(Collected material begins)

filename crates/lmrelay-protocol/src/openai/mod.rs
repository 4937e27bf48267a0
pub mod chat;
pub mod responses;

(Collected material ends)

Type out the entire listing again, matching every line exactly.

Output below —
filename crates/lmrelay-protocol/src/openai/mod.rs
repository 4937e27bf48267a0
pub mod chat;
pub mod responses;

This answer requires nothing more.